WHAT YOU SHOULD DO
Look through the entries and count each line that includes the string "counters". Reply with the number alone.

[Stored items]
============================================================

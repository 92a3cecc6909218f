//! Server Metrics - request counters plus collapse gauges, Prometheus + JSON
//!
//! Request counters are lock-free atomics bumped by a middleware layer.
//! Collapse gauges are read from the service's status snapshot per scrape.
//!
//! ## Endpoints
//! - `GET /metrics` - Prometheus text format
//! - `GET /metrics/json` - JSON format

use axum::{
    body::Body,
    extract::State,
    http::Request,
    middleware::Next,
    response::{IntoResponse, Response},
    Json,
};
use collapse_core::state::{CollapsePhase, StructureStatus};
use serde::Serialize;
use std::sync::atomic::{AtomicU64, Ordering};
use std::sync::Arc;
use std::time::Instant;

use crate::api::ApiState;

#[derive(Debug)]
pub struct ServerMetrics {
    pub total_requests: AtomicU64,
    /// 4xx + 5xx
    pub total_errors: AtomicU64,
    pub total_duration_us: AtomicU64,
    pub start_time: Instant,
}

impl Default for ServerMetrics {
    fn default() -> Self {
        Self {
            total_requests: AtomicU64::new(0),
            total_errors: AtomicU64::new(0),
            total_duration_us: AtomicU64::new(0),
            start_time: Instant::now(),
        }
    }
}

impl ServerMetrics {
    pub fn new() -> Arc<Self> {
        Arc::new(Self::default())
    }

    pub fn record_request(&self, duration_us: u64, is_error: bool) {
        self.total_requests.fetch_add(1, Ordering::Relaxed);
        self.total_duration_us.fetch_add(duration_us, Ordering::Relaxed);
        if is_error {
            self.total_errors.fetch_add(1, Ordering::Relaxed);
        }
    }

    pub fn uptime_secs(&self) -> f64 {
        self.start_time.elapsed().as_secs_f64()
    }

    pub fn avg_duration_ms(&self) -> f64 {
        let total = self.total_requests.load(Ordering::Relaxed);
        let dur_us = self.total_duration_us.load(Ordering::Relaxed);
        if total > 0 {
            (dur_us as f64 / total as f64) / 1000.0
        } else {
            0.0
        }
    }
}

/// Structure counts by phase
#[derive(Debug, Default, Clone, Copy, PartialEq, Eq, Serialize)]
pub struct CollapseGauges {
    pub tracked: usize,
    pub idle: usize,
    pub scheduled: usize,
    pub imploding: usize,
}

impl CollapseGauges {
    pub fn from_status(status: &[StructureStatus]) -> Self {
        let mut gauges = Self {
            tracked: status.len(),
            ..Self::default()
        };
        for s in status {
            match s.phase {
                CollapsePhase::Idle => gauges.idle += 1,
                CollapsePhase::Scheduled => gauges.scheduled += 1,
                CollapsePhase::Imploding => gauges.imploding += 1,
            }
        }
        gauges
    }
}

// ============================================================================
// Axum Middleware
// ============================================================================

pub async fn metrics_middleware(
    State(state): State<ApiState>,
    req: Request<Body>,
    next: Next,
) -> Response {
    let start = Instant::now();
    let resp = next.run(req).await;
    let duration_us = start.elapsed().as_micros() as u64;
    let is_error = resp.status().is_client_error() || resp.status().is_server_error();

    state.metrics.record_request(duration_us, is_error);
    resp
}

// ============================================================================
// GET /metrics
// ============================================================================

pub async fn prometheus_handler(State(state): State<ApiState>) -> impl IntoResponse {
    let m = &state.metrics;
    let total_requests = m.total_requests.load(Ordering::Relaxed);
    let total_errors = m.total_errors.load(Ordering::Relaxed);
    let uptime = m.uptime_secs();
    let avg_req_duration_s = m.avg_duration_ms() / 1000.0;
    let gauges = CollapseGauges::from_status(&state.service.status());
    let anchors = state.service.anchors().len();
    let unlocked = state.service.vault().unlocked_count();
    let worlds = state.worlds.world_ids().len();
    let started = state.service.scheduler().implosions_started();
    let completed = state.service.scheduler().implosions_completed();

    let body = format!(
        "# HELP tower_requests_total Total HTTP requests served\n\
         # TYPE tower_requests_total counter\n\
         tower_requests_total {total_requests}\n\
         \n\
         # HELP tower_request_errors_total Total HTTP request errors (4xx/5xx)\n\
         # TYPE tower_request_errors_total counter\n\
         tower_request_errors_total {total_errors}\n\
         \n\
         # HELP tower_request_duration_seconds Average request duration\n\
         # TYPE tower_request_duration_seconds gauge\n\
         tower_request_duration_seconds {avg_req_duration_s:.6}\n\
         \n\
         # HELP tower_structures_tracked Structures known to the collapse store\n\
         # TYPE tower_structures_tracked gauge\n\
         tower_structures_tracked {tracked}\n\
         \n\
         # HELP tower_collapses_scheduled Structures counting down to implosion\n\
         # TYPE tower_collapses_scheduled gauge\n\
         tower_collapses_scheduled {scheduled}\n\
         \n\
         # HELP tower_collapses_imploding Structures currently imploding\n\
         # TYPE tower_collapses_imploding gauge\n\
         tower_collapses_imploding {imploding}\n\
         \n\
         # HELP tower_implosions_started_total Implosions started since boot\n\
         # TYPE tower_implosions_started_total counter\n\
         tower_implosions_started_total {started}\n\
         \n\
         # HELP tower_implosions_completed_total Implosions run to completion since boot\n\
         # TYPE tower_implosions_completed_total counter\n\
         tower_implosions_completed_total {completed}\n\
         \n\
         # HELP tower_guardian_anchors Guardians with a recorded anchor\n\
         # TYPE tower_guardian_anchors gauge\n\
         tower_guardian_anchors {anchors}\n\
         \n\
         # HELP tower_vaults_unlocked Vault containers unlocked with a key\n\
         # TYPE tower_vaults_unlocked gauge\n\
         tower_vaults_unlocked {unlocked}\n\
         \n\
         # HELP tower_worlds Live worlds\n\
         # TYPE tower_worlds gauge\n\
         tower_worlds {worlds}\n\
         \n\
         # HELP tower_uptime_seconds Server uptime\n\
         # TYPE tower_uptime_seconds gauge\n\
         tower_uptime_seconds {uptime:.2}\n",
        tracked = gauges.tracked,
        scheduled = gauges.scheduled,
        imploding = gauges.imploding,
    );

    (
        [(
            axum::http::header::CONTENT_TYPE,
            "text/plain; version=0.0.4; charset=utf-8",
        )],
        body,
    )
}

// ============================================================================
// GET /metrics/json
// ============================================================================

#[derive(Serialize)]
pub struct JsonMetrics {
    pub uptime_secs: f64,
    pub total_requests: u64,
    pub total_errors: u64,
    pub avg_request_duration_ms: f64,
    pub collapses: CollapseGauges,
    pub implosions_started: u64,
    pub implosions_completed: u64,
    pub guardian_anchors: usize,
    pub vaults_unlocked: usize,
}

pub async fn json_metrics_handler(State(state): State<ApiState>) -> Json<JsonMetrics> {
    let m = &state.metrics;
    Json(JsonMetrics {
        uptime_secs: m.uptime_secs(),
        total_requests: m.total_requests.load(Ordering::Relaxed),
        total_errors: m.total_errors.load(Ordering::Relaxed),
        avg_request_duration_ms: m.avg_duration_ms(),
        collapses: CollapseGauges::from_status(&state.service.status()),
        implosions_started: state.service.scheduler().implosions_started(),
        implosions_completed: state.service.scheduler().implosions_completed(),
        guardian_anchors: state.service.anchors().len(),
        vaults_unlocked: state.service.vault().unlocked_count(),
    })
}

============================================================

EXERCISE RESULT
2